Bible mentions ‘spikenard’, Lavender or one of its essential oils at more than a few important moments, always as something precious and remarkable.
The Easter story contains the most important examples.
For quite a few nights in the last weeks before his death, Jesus seems to have stayed in the village of Bethany, which is where he had attended Lazarus and raised him from the dead.
1Then Jesus six days before the passover came to Bethany, where Lazarus was, which had been dead, whom he raised from the dead.
2There they made him a supper; and Martha served: but Lazarus was one of them that sat at the table with him.
3Then took Mary a pound of ointment of spikenard (oil of lavender), very costly, and anointed the feet of Jesus, and wiped his feet with her hair: and the house was
filled with the odour of the ointment.
4Then saith one of his disciples, Judas Iscariot, Simon’s son, which should betray him.
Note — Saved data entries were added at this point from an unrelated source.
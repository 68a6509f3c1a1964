//! 数据库错误映射工具
//!
//! 提供统一的 SQLx 错误到 AppError 的转换

use shop_errors::AppError;

/// PostgreSQL 约束违规类型
#[derive(Debug, Clone, PartialEq, Eq)]
pub enum ConstraintViolation {
    /// 23505
    Unique(Option<String>),
    /// 23503
    ForeignKey(Option<String>),
}

/// 识别约束违规，返回违规类型和约束名
pub fn constraint_violation(e: &sqlx::Error) -> Option<ConstraintViolation> {
    let sqlx::Error::Database(db_err) = e else {
        return None;
    };
    let constraint = db_err.constraint().map(str::to_string);

    match db_err.code().as_deref() {
        Some("23505") => Some(ConstraintViolation::Unique(constraint)),
        Some("23503") => Some(ConstraintViolation::ForeignKey(constraint)),
        _ => None,
    }
}

/// 将 SQLx 错误转换为 AppError，区分不同错误类型
pub fn map_sqlx_error(e: sqlx::Error) -> AppError {
    match e {
        sqlx::Error::RowNotFound => AppError::not_found("Record not found"),
        sqlx::Error::Database(db_err) => {
            if let Some(code) = db_err.code() {
                match code.as_ref() {
                    // PostgreSQL 约束违规代码
                    "23505" => AppError::conflict("Duplicate entry violates unique constraint"),
                    "23503" => AppError::validation("Foreign key constraint violation"),
                    "23514" => AppError::validation("Check constraint violation"),
                    "23502" => AppError::validation("Not null constraint violation"),
                    "22001" => AppError::validation("String data too long"),
                    "22P02" => AppError::validation("Invalid input syntax"),
                    // chrono 可表示的年份范围比 TIMESTAMP 宽，超出部分由数据库拒绝
                    "22008" => AppError::validation("Timestamp out of range"),
                    "22003" => AppError::validation("Numeric value out of range"),
                    _ => AppError::database(format!("Database error ({}): {}", code, db_err)),
                }
            } else {
                AppError::database(db_err.to_string())
            }
        }
        sqlx::Error::PoolTimedOut => AppError::internal("Database connection pool timeout"),
        sqlx::Error::PoolClosed => AppError::internal("Database connection pool is closed"),
        sqlx::Error::Protocol(msg) => AppError::internal(format!("Database protocol error: {}", msg)),
        _ => AppError::database(e.to_string()),
    }
}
5Why was not this ointment sold for three hundred pence, and given to the poor?
6This he said, not that he cared for the poor; but because he was a thief, and had the bag, and bare what was put therein.
7Then said Jesus, Let her alone: against the day of my burying hath she kept this.
8For the poor always ye have with you; but me ye have not always.
The oil Mary for the anointing might well have been worth a labourer’s annual wages. It is a sign that some extraordinarily important things are happening. Perhaps Mary had thought the
spikenard should have anointed the corpse of her brother Lazarus – but he is alive, and so she uses it for Jesus in honour and thanks for her brother’s life. She does not yet know
she is anointing the body of Jesus for His coming death.
Four days later, still in Bethany, but this time at the house of a man called Simon the Leper, the ceremony is repeated
3And being in Bethany in the house of Simon the leper, as he sat at meat, there came a woman having an alabaster box of ointment of spikenard very precious; and she brake the box,
and poured it on his head.
4And there were some that had indignation within themselves, and said, Why was this waste of the ointment made?
5For it might have been sold for more than three hundred pence, and have been given to the poor. And they murmured against her.
6And Jesus said, Let her alone; why trouble ye her? she hath wrought a good work on me.
7For ye have the poor with you always, and whensoever ye will ye may do them good: but me ye have not always.
8She hath done what she could: she is come aforehand to anoint my body to the burying.
9Verily I say unto you, Wheresoever this gospel shall be preached throughout the whole world, this also that she hath done shall be spoken of for a memorial of her.
What we suggested above is confirmed here: the anointing is a premonition of the anointing of Jesus after the Crucifixion – which, by this time, the more acute among the followers and the disciples were beginning to understand was imminent.
The climactic moment is recounted in
1Now upon the first day of the week, very early in the morning, they came unto the sepulchre, bringing the spices which they had prepared, and certain others with them.
2And they found the stone rolled away from the sepulchre.
3And they entered in, and found not the body of the Lord Jesus.
4And it came to pass, as they were much perplexed thereabout, behold, two men stood by them in shining garments:
5And as they were afraid, and bowed down their faces to the earth, they said unto them, Why seek ye the living among the dead?
6He is not here, but is risen: remember how he spake unto you when he was yet in Galilee,
7Saying, The Son of man must be delivered into the hands of sinful men, and be crucified,
and the third day rise again.
8And they remembered his words…
It should not surprise us at all, that wherever people have evolved a language of flowers, Lavender represents Purity. There can be no better time than Easter to live in the recollections of Christ represented in the fragrance of Lavender.